January 17, 2012

CNN's Hero of the Year 2011 top ten

The CNN Heroes Initiative has profiled more than 150 heroes and honored 50 everyday men and women from around the world for their tireless efforts to improve the lives of others.  “We hope to empower these selfless individuals to persevere in their humanitarian efforts”, said Jim Walton, President of CNN Worldwide.


2009 Hero of the Year -  Efren PeƱaflorida, saw his pushcart classroom model replicated more than 50 times by different organizations and institutions across the Philippines. He can also be seen hosting his own search for heroes on a Philippine television show, which features people working in the Philippines to better the lives of others.


2010  Hero of the Year  -   Anuradha Koirala, was honored for her efforts to end human trafficking.


2011 Hero of the Year  -   Robin Lim, was awarded the 2011 CNN Hero of the Year award by the CNN news network, for helping thousands of low-income women in Indonesia with healthy pregnancy and birth services.



CNN Hero of the Year 2011 top ten (in alphabetical order):

Eddie Canales' son was paralyzed during a high school football game in 2001. Today, Canales' nonprofit, Gridiron Heroes, provides emotional and financial support to high school football players who've sustained life-changing spinal cord injuries.

Taryn Davis was just 21 when her husband, an Army corporal, was killed in Iraq. In 2007, she created the American Widow Project. To date, her nonprofit has provided a community of support to more than 900 young military widows.

Sal Dimiceli has spent decades helping people get back on their feet. Through a local newspaper column and his nonprofit, The Time Is Now To Help, Dimiceli assists about 500 people a year with food, rent, utilities and other necessities.

Derreck Kayongo's Global Soap Project collects partially used hotel soap and reprocesses it to save lives. Since 2009, the Atlanta-based nonprofit has provided about 150,000 bars of soap for communities in 10 countries.
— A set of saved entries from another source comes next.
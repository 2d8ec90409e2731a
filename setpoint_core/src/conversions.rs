//! Conversions from `setpoint_config` file types to runtime types.
//!
//! Loop sections go through `TryFrom` because the file form can hold values
//! the engine rejects (negative ignore count, inverted reset range).

use std::time::Duration;

use crate::config::{EstimatorCfg, InterpolationCfg, ScheduleCfg, TrimRespondCfg};
use crate::controller::TrimRespondController;
use crate::error::ConfigError;
use crate::estimator::{Coefficients, CurrentConditions, HistoricalObservation};

// ── Trim and respond ─────────────────────────────────────────────────────────

impl TryFrom<&setpoint_config::LoopCfg> for TrimRespondCfg {
    type Error = ConfigError;

    fn try_from(c: &setpoint_config::LoopCfg) -> Result<Self, Self::Error> {
        let ignore_count =
            usize::try_from(c.ignore_count).map_err(|_| ConfigError::NegativeIgnoreCount(c.ignore_count))?;
        Ok(Self {
            trim_step: c.trim,
            respond_step: c.respond,
            max_step: c.max_step,
            ignore_count,
            high_threshold: c.high_threshold,
        })
    }
}

/// Builds an inactive controller; the driver activates it after the
/// configured initial delay.
impl TryFrom<&setpoint_config::LoopCfg> for TrimRespondController {
    type Error = ConfigError;

    fn try_from(c: &setpoint_config::LoopCfg) -> Result<Self, Self::Error> {
        let mut b = Self::builder()
            .with_cfg(TrimRespondCfg::try_from(c)?)
            .with_limits(c.min, c.max)
            .with_initial(c.initial);
        if let Some(r) = &c.reset {
            b = b.with_reset(r.max_at_high_condition, r.condition_low, r.condition_high);
        }
        b.build_typed()
    }
}

// ── Scheduling ───────────────────────────────────────────────────────────────

impl From<&setpoint_config::ScheduleCfg> for ScheduleCfg {
    fn from(c: &setpoint_config::ScheduleCfg) -> Self {
        Self {
            interval: Duration::from_millis(c.interval_ms),
            initial_delay: Duration::from_millis(c.initial_delay_ms),
            max_cycles: None,
        }
    }
}

// ── Optimal start ────────────────────────────────────────────────────────────

impl From<&setpoint_config::ObservationRow> for HistoricalObservation {
    fn from(r: &setpoint_config::ObservationRow) -> Self {
        Self {
            zone_temp: r.zone_temp,
            outdoor_temp: r.outdoor_temp,
            duration_min: r.duration_min,
        }
    }
}

impl From<&setpoint_config::OptimalStartCfg> for EstimatorCfg {
    fn from(c: &setpoint_config::OptimalStartCfg) -> Self {
        Self {
            forgetting_factor: c.forgetting_factor,
            low_minutes: c.late_start_limit_min,
            high_minutes: c.early_start_limit_min,
            max_history: c.max_history,
        }
    }
}

impl From<&setpoint_config::OptimalStartCfg> for InterpolationCfg {
    fn from(c: &setpoint_config::OptimalStartCfg) -> Self {
        Self {
            default_minutes: c.default_minutes,
            low_minutes: c.late_start_limit_min,
            high_minutes: c.early_start_limit_min,
        }
    }
}

impl From<&setpoint_config::OptimalStartCfg> for Coefficients {
    fn from(c: &setpoint_config::OptimalStartCfg) -> Self {
        Self {
            a: c.initial_a,
            b: c.initial_b,
            d: c.initial_d,
        }
    }
}

/// Today's conditions against the configured occupied setpoint.
pub fn current_conditions(
    c: &setpoint_config::OptimalStartCfg,
    zone_temp: f64,
    outdoor_temp: f64,
) -> CurrentConditions {
    CurrentConditions {
        zone_temp,
        outdoor_temp,
        occupied_setpoint: c.occupied_setpoint,
    }
}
Surrounded by gang violence in her Chicago neighborhood, Diane Latiker opened her home to area youth and started a community program called Kids Off the Block. Since 2003, her program has helped more than 1,500 young people.

After her youngest sister died from pregnancy complications, Lim became a professional midwife and dedicated her life to offering free prenatal and birthing services to low-income Indonesian women. "Mother Robin," or "Ibu Robin") is a midwife and founder of Yayasan Bumi Sehat (Healthy Mother Earth Foundation) health clinics, which offer free prenatal care, birthing services and medical aid to anyone who needs it. She and her team have been working since 2003 to combat Indonesia's high maternal and infant mortality rates. 


After being stricken with cancer, Patrice Millet dedicated his life to helping children in his native Haiti. His nonprofit youth soccer program provides free equipment, coaching and food to hundreds of participants from the slums and teaches them to become responsible citizens.

Since 2005, chef Bruno Serato has been serving free pasta dinners to children, many of whom are poor and live in motels with their families. Today, Serato provides dinner seven days a week to more than 300 children at the Boys & Girls Club in Anaheim, California.

Since 2008, Richard St. Denis and his organization, World Access Project, have provided hundreds of wheelchairs and mobility aids to people living with disabilities in rural Mexico.

Amy Stokes is redefining "family" for South African children affected by HIV/AIDS and poverty. Her organization, Infinite Family, has connected almost 500 teenage "Net Buddies" with nearly 300 volunteer mentors from all over the world via the Internet.